An analog/digital hybrid LSI, in particular, exhibits a typical phenomenon in which noise from a digital portion leaks into an analog portion through a silicon substrate. For this reason, desired circuit characteristics cannot be apparently obtained.
To solve the above problems, modeling and extraction of parasitic elements in a silicon substrate and well regions and modeling and extraction of parasitic elements which are physically present between well contact/sub-contact interconnections and the sub-terminals of transistors must be accurately automated.
As described above, the problem of noise below the upper surface of a silicon substrate, which has become a noticeable factor that influences circuit characteristics with decreases in element size and power supply voltage, is scarcely solved because techniques of modeling and extracting parasitic elements associated with a silicon substrate and well regions have not been established. Since a circuit test is performed by rough manual estimation, a serious problem is posed in the future LSI design.
According to a conventional manual parasitic element estimation technique, a skilled designer estimates parasitic elements from information about the position of each element and element size information of the layout data of a circuit on the basis of his or her knowledge and the past know-how in design. The extraction precision therefore greatly depends on the experience and skill of the designer. In addition, as the circuit size increases, the number of steps in extraction increases, and artificial errors tend to occur.

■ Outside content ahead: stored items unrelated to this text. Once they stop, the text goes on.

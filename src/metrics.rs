use chrono_tz::Tz;
use izypower_rs::model::Snapshot;
use izypower_rs::presentation::{self, Reading, Value};
use izypower_rs::Error;
use prometheus::{Counter, Encoder, Gauge, GaugeVec, Registry, TextEncoder};
use std::collections::BTreeMap;

lazy_static! {
    pub static ref UP_GAUGE: Gauge = register_gauge!(opts!(
        "izypower_up",
        "whether the last polling cycle succeeded",
    ))
    .unwrap();
    pub static ref LAST_SUCCESS_GAUGE: Gauge = register_gauge!(opts!(
        "izypower_last_success_timestamp_seconds",
        "unix time of the last successful polling cycle",
    ))
    .unwrap();
    pub static ref COLLECT_DURATION_GAUGE: Gauge = register_gauge!(opts!(
        "izypower_collect_duration_seconds",
        "duration of the last polling cycle",
    ))
    .unwrap();
    pub static ref COLLECT_FAILURES_COUNTER: Counter = register_counter!(opts!(
        "izypower_collect_failures_total",
        "number of polling cycles that failed",
    ))
    .unwrap();
}

fn metric_name(reading: &Reading) -> String {
    format!("izypower_{}", reading.key)
}

fn help(reading: &Reading) -> String {
    match reading.unit {
        Some(unit) => format!("{} ({}, {})", reading.key, unit, reading.category.as_str()),
        None => format!("{} ({})", reading.key, reading.category.as_str()),
    }
}

/// Build a registry holding one gauge per reading of `snapshot`.
///
/// Text values are exported as `1` with the text in a `value` label; timestamps as unix seconds.
pub fn snapshot_registry(snapshot: &Snapshot, tz: Tz) -> Result<Registry, Error> {
    let registry = Registry::new();
    let mut gauges: BTreeMap<String, GaugeVec> = BTreeMap::new();

    for reading in presentation::readings(snapshot, tz) {
        let mut label_names: Vec<&str> = reading.labels.iter().map(|(name, _)| *name).collect();
        let mut label_values: Vec<&str> = reading.labels.iter().map(|(_, value)| value.as_str()).collect();

        let value = match &reading.value {
            Value::Number(n) => *n,
            Value::Timestamp(t) => t.timestamp() as f64,
            Value::Text(text) => {
                label_names.push("value");
                label_values.push(text.as_str());
                1.0
            }
        };

        let name = metric_name(&reading);
        if !gauges.contains_key(&name) {
            let gauge = GaugeVec::new(opts!(name.as_str(), help(&reading)), &label_names)
                .or(Err(Error::FormatError))?;
            registry
                .register(Box::new(gauge.clone()))
                .or(Err(Error::FormatError))?;
            gauges.insert(name.clone(), gauge);
        }
        let gauge = &gauges[&name];

        match gauge.get_metric_with_label_values(&label_values) {
            Ok(metric) => metric.set(value),
            Err(e) => log::error!("Unable to export {} {:?}: {}", name, reading.labels, e),
        }
    }

    Ok(registry)
}

/// Encode process metrics and, when present, the metrics of `snapshot`.
pub fn read(snapshot: Option<&Snapshot>, tz: Tz) -> Result<String, Error> {
    let mut metric_families = prometheus::gather();
    if let Some(snapshot) = snapshot {
        metric_families.extend(snapshot_registry(snapshot, tz)?.gather());
    }

    let mut buffer = Vec::new();
    let encoder = TextEncoder::new();
    encoder
        .encode(&metric_families, &mut buffer)
        .or(Err(Error::FormatError))?;
    String::from_utf8(buffer).or(Err(Error::FormatError))
}

#[cfg(test)]
mod test {
    use super::*;
    use izypower_rs::api::response::devices::DeviceRecord;
    use izypower_rs::api::response::station_info::StationInfo;
    use izypower_rs::api::response::stations::StationRecord;
    use izypower_rs::model::StationDevices;

    fn snapshot() -> Snapshot {
        let mut snapshot = Snapshot {
            stations: vec![StationRecord {
                stations_id: Some("42".to_owned()),
                installed_capacity: Some(6000.0),
                ..StationRecord::default()
            }],
            ..Snapshot::default()
        };
        snapshot.stations_info.insert(
            "42".to_owned(),
            StationInfo {
                power: Some(1520.0),
                last_update: Some("2026-02-10 22:39:29 UTC+01:00".to_owned()),
                ..StationInfo::default()
            },
        );
        snapshot.stations_devices.insert(
            "42".to_owned(),
            StationDevices {
                devices: vec![DeviceRecord {
                    device_id: Some("7".to_owned()),
                    online_state: Some(serde_json::json!(1)),
                    ..DeviceRecord::default()
                }],
                ..StationDevices::default()
            },
        );
        snapshot
    }

    fn has_sample(text: &str, name: &str, labels: &[&str], value: &str) -> bool {
        text.lines().any(|line| {
            line.starts_with(&format!("{}{{", name))
                && labels.iter().all(|label| line.contains(label))
                && line.ends_with(&format!(" {}", value))
        })
    }

    #[test]
    fn renders_snapshot() {
        let text = read(Some(&snapshot()), chrono_tz::UTC).unwrap();

        assert!(has_sample(&text, "izypower_installed_capacity", &["station=\"42\""], "6000"));
        assert!(has_sample(&text, "izypower_production_power", &["station=\"42\""], "1520"));
        assert!(has_sample(&text, "izypower_production_energy", &["period=\"day\"", "station=\"42\""], "0"));
        assert!(has_sample(&text, "izypower_last_update", &["station=\"42\""], "1770763169"));
        assert!(has_sample(
            &text,
            "izypower_online_state",
            &["device=\"7\"", "station=\"42\"", "value=\"1\""],
            "1"
        ));
        assert!(text.contains("# TYPE izypower_production_power gauge"));
    }

    #[test]
    fn renders_without_snapshot() {
        UP_GAUGE.set(0.0);
        let text = read(None, chrono_tz::UTC).unwrap();
        assert!(text.contains("izypower_up 0"));
        assert!(!text.contains("izypower_installed_capacity"));
    }
}
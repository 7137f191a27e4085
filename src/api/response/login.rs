use serde::Deserialize;

#[derive(Deserialize)]
pub struct Data {
    #[serde(default)]
    pub token: Option<String>,
}

#[derive(Deserialize)]
pub struct Login {
    #[serde(default)]
    pub data: Option<Data>,
}

impl Login {
    pub fn token(&self) -> Option<&str> {
        self.data
            .as_ref()
            .and_then(|data| data.token.as_deref())
            .filter(|token| !token.is_empty())
    }
}
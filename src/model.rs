use crate::api::response::battery::BatteryLinks;
use crate::api::response::component::Component;
use crate::api::response::devices::DeviceRecord;
use crate::api::response::report::Report;
use crate::api::response::station_info::StationInfo;
use crate::api::response::stations::StationRecord;
use crate::api::response::wifi::WifiInfo;
use chrono::NaiveDate;
use serde::Serialize;
use std::collections::BTreeMap;

pub type StationId = String;
pub type DeviceId = String;
pub type SerialNumber = String;

/// Account credentials. Replaced wholesale on reconfiguration, never mutated.
#[derive(Clone)]
pub struct Credentials {
    pub username: String,
    pub password: String,
}

impl std::fmt::Debug for Credentials {
    fn fmt(&self, f: &mut std::fmt::Formatter<'_>) -> std::fmt::Result {
        f.debug_struct("Credentials")
            .field("username", &self.username)
            .field("password", &"********")
            .finish()
    }
}

#[derive(Debug, Clone, Copy, PartialEq, Eq)]
pub enum Locale {
    En,
    Fr,
}

impl Locale {
    /// Derive the API locale from a host language tag such as `fr-FR`.
    pub fn from_language(language: &str) -> Locale {
        if language.trim().to_lowercase().starts_with("fr") {
            Locale::Fr
        } else {
            Locale::En
        }
    }

    pub fn header_value(&self) -> &'static str {
        match self {
            Locale::En => "en",
            Locale::Fr => "fr",
        }
    }
}

#[derive(Debug, Clone, Copy, PartialEq, Eq, PartialOrd, Ord, Hash, Serialize)]
#[serde(rename_all = "lowercase")]
pub enum ReportWindow {
    All,
    Day,
    Month,
    Year,
}

impl ReportWindow {
    pub const ALL: [ReportWindow; 4] = [
        ReportWindow::All,
        ReportWindow::Day,
        ReportWindow::Month,
        ReportWindow::Year,
    ];

    pub fn as_str(&self) -> &'static str {
        match self {
            ReportWindow::All => "all",
            ReportWindow::Day => "day",
            ReportWindow::Month => "month",
            ReportWindow::Year => "year",
        }
    }

    /// `searchTime` parameter for this window's granularity.
    pub fn search_time(&self, date: NaiveDate) -> String {
        match self {
            ReportWindow::All | ReportWindow::Day => date.format("%Y-%m-%d").to_string(),
            ReportWindow::Month => date.format("%Y-%m").to_string(),
            ReportWindow::Year => date.format("%Y").to_string(),
        }
    }
}

/// Battery devices get an additional battery-links lookup.
pub fn is_battery(type_code: Option<&str>, type_name: Option<&str>) -> bool {
    type_name.map_or(false, |name| name.to_lowercase().contains("battery")) || type_code == Some("battery")
}

/// Device list of a station augmented with its per-device sub-resources.
#[derive(Debug, Clone, Default, PartialEq, Serialize)]
pub struct StationDevices {
    pub devices: Vec<DeviceRecord>,
    pub wifi: BTreeMap<SerialNumber, WifiInfo>,
    pub battery_links: BTreeMap<DeviceId, BatteryLinks>,
}

/// Result of one polling cycle. Built fresh every cycle and never mutated afterwards.
#[derive(Debug, Clone, Default, PartialEq, Serialize)]
pub struct Snapshot {
    pub stations: Vec<StationRecord>,
    pub stations_info: BTreeMap<StationId, StationInfo>,
    pub stations_reports: BTreeMap<StationId, BTreeMap<ReportWindow, Report>>,
    pub stations_component: BTreeMap<StationId, Component>,
    pub stations_devices: BTreeMap<StationId, StationDevices>,
}
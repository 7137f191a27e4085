use super::as_number;
use serde::{Deserialize, Serialize};
use serde_json::Value;
use std::collections::BTreeMap;

/// Percentage-rate metrics of one report window (`cover_rate`, `energy_self_rate`, ...).
#[derive(Debug, Clone, Default, PartialEq, Serialize, Deserialize)]
#[serde(transparent)]
pub struct Report(BTreeMap<String, Value>);

impl Report {
    pub fn rate(&self, field: &str) -> Option<f64> {
        self.0.get(field).and_then(as_number)
    }

    pub fn is_empty(&self) -> bool {
        self.0.is_empty()
    }
}
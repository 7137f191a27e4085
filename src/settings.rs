use crate::api::{Error, API_URL};
use crate::model::{Credentials, Locale};
use chrono_tz::Tz;
use config::Config;
use serde::Deserialize;
use std::time::Duration;

/// Minimum and default polling period, in minutes.
pub const MIN_REFRESH_PERIOD: u64 = 3;

const CONFIG_FILE: &str = "izypower";
const ENV_PREFIX: &str = "IZY";

#[derive(Clone, Deserialize)]
pub struct Settings {
    pub api_url: String,
    pub username: String,
    password: String,
    /// Minutes between two polling cycles.
    pub refresh_period: u64,
    pub language: String,
    pub time_zone: String,
}

/// Read settings from the optional `izypower.*` file, then from `IZY_*` environment variables.
pub fn read_settings() -> Result<Settings, Error> {
    let mut config = Config::default();
    config
        .merge(config::File::with_name(CONFIG_FILE).required(false))
        .and_then(|c| c.merge(config::Environment::with_prefix(ENV_PREFIX)))
        .map_err(|e| Error::Configuration(e.to_string()))?;

    Settings::from_config(config)
}

impl Settings {
    pub fn from_config(mut config: Config) -> Result<Settings, Error> {
        config
            .set_default("api_url", API_URL)
            .and_then(|c| c.set_default("refresh_period", MIN_REFRESH_PERIOD as i64))
            .and_then(|c| c.set_default("language", "en"))
            .and_then(|c| c.set_default("time_zone", "UTC"))
            .map_err(|e| Error::Configuration(e.to_string()))?;

        let settings: Settings = config
            .try_into()
            .map_err(|e| Error::Configuration(e.to_string()))?;
        settings.validate()?;
        Ok(settings)
    }

    fn validate(&self) -> Result<(), Error> {
        if self.username.trim().is_empty() {
            return Err(Error::Configuration("username must not be empty".to_owned()));
        }
        if self.refresh_period < MIN_REFRESH_PERIOD {
            return Err(Error::Configuration(format!(
                "refresh_period must be at least {} minutes (got {})",
                MIN_REFRESH_PERIOD, self.refresh_period
            )));
        }
        self.tz()?;
        Ok(())
    }

    pub fn credentials(&self) -> Credentials {
        Credentials {
            username: self.username.to_owned(),
            password: self.password.to_owned(),
        }
    }

    pub fn locale(&self) -> Locale {
        Locale::from_language(&self.language)
    }

    pub fn tz(&self) -> Result<Tz, Error> {
        self.time_zone
            .parse()
            .map_err(|e| Error::Configuration(format!("invalid time_zone '{}': {}", self.time_zone, e)))
    }

    pub fn refresh_interval(&self) -> Duration {
        Duration::from_secs(self.refresh_period * 60)
    }
}

#[cfg(test)]
mod test {
    use super::*;

    fn config(pairs: &[(&str, &str)]) -> Config {
        let mut config = Config::default();
        for (key, value) in pairs {
            config.set(key, *value).unwrap();
        }
        config
    }

    #[test]
    fn defaults() {
        let settings = Settings::from_config(config(&[("username", "user"), ("password", "secret")])).unwrap();

        assert_eq!(API_URL, settings.api_url);
        assert_eq!(3, settings.refresh_period);
        assert_eq!(Duration::from_secs(180), settings.refresh_interval());
        assert_eq!(Locale::En, settings.locale());
        assert_eq!(chrono_tz::UTC, settings.tz().unwrap());
        assert_eq!("secret", settings.credentials().password);
    }

    #[test]
    fn overrides() {
        let settings = Settings::from_config(config(&[
            ("username", "user"),
            ("password", "secret"),
            ("refresh_period", "10"),
            ("language", "fr-FR"),
            ("time_zone", "Europe/Paris"),
            ("api_url", "http://localhost:8080"),
        ]))
        .unwrap();

        assert_eq!(10, settings.refresh_period);
        assert_eq!(Locale::Fr, settings.locale());
        assert_eq!(chrono_tz::Europe::Paris, settings.tz().unwrap());
        assert_eq!("http://localhost:8080", settings.api_url);
    }

    #[test]
    fn refresh_period_below_minimum() {
        let result = Settings::from_config(config(&[
            ("username", "user"),
            ("password", "secret"),
            ("refresh_period", "2"),
        ]));
        assert!(matches!(result, Err(Error::Configuration(_))));
    }

    #[test]
    fn missing_credentials() {
        assert!(matches!(
            Settings::from_config(config(&[("password", "secret")])),
            Err(Error::Configuration(_))
        ));
        assert!(matches!(
            Settings::from_config(config(&[("username", " "), ("password", "secret")])),
            Err(Error::Configuration(_))
        ));
    }

    #[test]
    fn invalid_time_zone() {
        let result = Settings::from_config(config(&[
            ("username", "user"),
            ("password", "secret"),
            ("time_zone", "Mars/Olympus"),
        ]));
        assert!(matches!(result, Err(Error::Configuration(_))));
    }
}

In an analog circuit, even if the relative positions of transistors on a layout are spaced apart from each other, the transistors having high performance generate large amounts of noise and influence each other. To prevent this, certain distances are generally ensured between these elements. In this case, however, since noise is not quantitatively estimated, relative distances larger than the optimal inter-element distances are ensured. As a result, the layout size undesirably increases.